Giter VIP home page Giter VIP logo

hadoop-hdfs-fsimage-exporter's Introduction

Prometheus Hadoop HDFS FSImage Exporter

Apache License, Version 2.0, January 2004 Maven Central | Docker Hub

Exports Hadoop HDFS statistics to Prometheus monitoring including

  • total / per user / per group / per configured directory path / per set of paths
    • number of directories
    • number of files
    • file size and optionally size distribution
    • number of blocks
    • file replication (overall / per user summary)

The exporter parses the FSImage using the Hadoop FSImage Analysis library. This approach has the advantage of

  • being fast (2.6 GB FSImage ~ 50s)
  • adding no heavy additional load to HDFS NameNode (no NameNode queries, you can run it on 2nd NameNode)

The disadvantage is

  • no real time update, only when NameNode writes FSImage (interval of hours, see dfs.namenode.checkpoint.period).
    This should be sufficient for most cases (long term trend, detecting HDFS small file abuses, user and group stats)
  • parsing takes 2x-3x FSImage size in heap space

FSImage Exporter overview

The exporter parses fsimage data in background thread which checks every 60s for fsimage changes. This avoids blocking and long-running Prometheus scrapes and potentially stale metrics.

Grafana dashboards

Requirements

For building:

  • JDK 8
  • Maven 3.5.x
  • Docker 1.6+ (only required if building docker image)

For running:

  • JRE 8+ for running
  • Access to Hadoop FSImage file
  • Docker 1.6+ (only required if building docker image)

Downloading

Available on Maven Central and as docker image on Docker Hub.

Building

mvn clean install

You can test the exporter using run_example.sh after building.

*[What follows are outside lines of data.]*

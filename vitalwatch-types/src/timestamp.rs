//! Timestamp representation for observations and alerts.
//!
//! Unix milliseconds are the canonical unit so that ordering checks are a
//! plain integer comparison. The serde form accepts what monitoring services
//! actually emit: RFC 3339 strings, naive ISO-8601 strings (read as UTC), or
//! integer milliseconds.

use core::fmt;

use chrono::{DateTime, NaiveDateTime, SecondsFormat, Utc};

/// A point in time, in milliseconds since the Unix epoch (UTC).
#[derive(Debug, Clone, Copy, PartialEq, Eq, PartialOrd, Ord, Hash, Default)]
pub struct Timestamp(pub i64);

impl Timestamp {
    /// Create from Unix milliseconds.
    pub const fn from_millis(millis: i64) -> Self {
        Self(millis)
    }

    /// The current wall-clock time.
    pub fn now() -> Self {
        Self(Utc::now().timestamp_millis())
    }

    /// Get the value in Unix milliseconds.
    pub const fn as_millis(&self) -> i64 {
        self.0
    }

    /// Convert to a chrono `DateTime<Utc>`.
    ///
    /// Returns `None` if the value is outside chrono's representable range.
    pub fn to_datetime(&self) -> Option<DateTime<Utc>> {
        DateTime::from_timestamp_millis(self.0)
    }

    /// Parse an RFC 3339 or naive ISO-8601 string.
    ///
    /// Naive strings carry no offset and are interpreted as UTC.
    pub fn parse(s: &str) -> Option<Self> {
        let s = s.trim();
        if let Ok(dt) = DateTime::parse_from_rfc3339(s) {
            return Some(Self(dt.timestamp_millis()));
        }
        NaiveDateTime::parse_from_str(s, "%Y-%m-%dT%H:%M:%S%.f")
            .or_else(|_| NaiveDateTime::parse_from_str(s, "%Y-%m-%d %H:%M:%S%.f"))
            .ok()
            .map(|naive| Self(naive.and_utc().timestamp_millis()))
    }
}

impl From<DateTime<Utc>> for Timestamp {
    fn from(dt: DateTime<Utc>) -> Self {
        Self(dt.timestamp_millis())
    }
}

impl fmt::Display for Timestamp {
    fn fmt(&self, f: &mut fmt::Formatter<'_>) -> fmt::Result {
        match self.to_datetime() {
            Some(dt) => write!(f, "{}", dt.to_rfc3339_opts(SecondsFormat::Millis, true)),
            None => write!(f, "{}ms", self.0),
        }
    }
}

#[cfg(feature = "serde")]
mod serde_impl {
    use core::fmt;

    use serde::de::{self, Visitor};
    use serde::{Deserialize, Deserializer, Serialize, Serializer};

    use super::Timestamp;

    impl Serialize for Timestamp {
        fn serialize<S: Serializer>(&self, serializer: S) -> Result<S::Ok, S::Error> {
            serializer.collect_str(self)
        }
    }

    struct TimestampVisitor;

    impl<'de> Visitor<'de> for TimestampVisitor {
        type Value = Timestamp;

        fn expecting(&self, f: &mut fmt::Formatter<'_>) -> fmt::Result {
            f.write_str("an ISO-8601 timestamp string or Unix milliseconds")
        }

        fn visit_str<E: de::Error>(self, v: &str) -> Result<Timestamp, E> {
            Timestamp::parse(v).ok_or_else(|| E::custom(format!("invalid timestamp: {v}")))
        }

        fn visit_i64<E: de::Error>(self, v: i64) -> Result<Timestamp, E> {
            Ok(Timestamp(v))
        }

        fn visit_u64<E: de::Error>(self, v: u64) -> Result<Timestamp, E> {
            i64::try_from(v)
                .map(Timestamp)
                .map_err(|_| E::custom("timestamp out of range"))
        }

        fn visit_f64<E: de::Error>(self, v: f64) -> Result<Timestamp, E> {
            Ok(Timestamp(v as i64))
        }
    }

    impl<'de> Deserialize<'de> for Timestamp {
        fn deserialize<D: Deserializer<'de>>(deserializer: D) -> Result<Self, D::Error> {
            deserializer.deserialize_any(TimestampVisitor)
        }
    }
}

#[cfg(test)]
mod tests {
    use super::*;

    #[test]
    fn test_parse_rfc3339() {
        let ts = Timestamp::parse("2024-01-01T00:00:01Z").unwrap();
        assert_eq!(ts.as_millis(), 1_704_067_201_000);
    }

    #[test]
    fn test_parse_naive_is_utc() {
        let naive = Timestamp::parse("2024-01-01T00:00:01.500").unwrap();
        let zoned = Timestamp::parse("2024-01-01T00:00:01.500+00:00").unwrap();
        assert_eq!(naive, zoned);
    }

    #[test]
    fn test_parse_garbage() {
        assert!(Timestamp::parse("yesterday").is_none());
    }

    #[test]
    fn test_ordering() {
        assert!(Timestamp::from_millis(10) < Timestamp::from_millis(11));
    }

    #[test]
    fn test_display() {
        assert_eq!(
            Timestamp::from_millis(1_704_067_201_000).to_string(),
            "2024-01-01T00:00:01.000Z"
        );
    }

    #[cfg(feature = "serde")]
    #[test]
    fn test_deserialize_forms() {
        let from_str: Timestamp = serde_json::from_str("\"2024-01-01T00:00:01Z\"").unwrap();
        let from_int: Timestamp = serde_json::from_str("1704067201000").unwrap();
        assert_eq!(from_str, from_int);
        assert!(serde_json::from_str::<Timestamp>("\"not a time\"").is_err());
    }
}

For building including docker image, run:

mvn clean install -Pdocker

You can run the docker image via maven, too:

mvn clean install docker:run -Pdocker

Or directly using docker command line

docker run -i -t -p 9709:9709 -v $PWD/src/test/resources:/fsimage-location \
           -e "JAVA_OPTS=-server -XX:+UseG1GC -Xmx1024m" \
           marcelmay/hadoop-hdfs-fsimage-exporter

When running the docker image via Maven, docker will mount the projects' src/test/resources directory (with test fsimage) and expose the exporter on http://0.0.0.0:9709/ .

Installation and configuration

  • Install the JAR on a system where the FSImage is locally available (e.g. name node server).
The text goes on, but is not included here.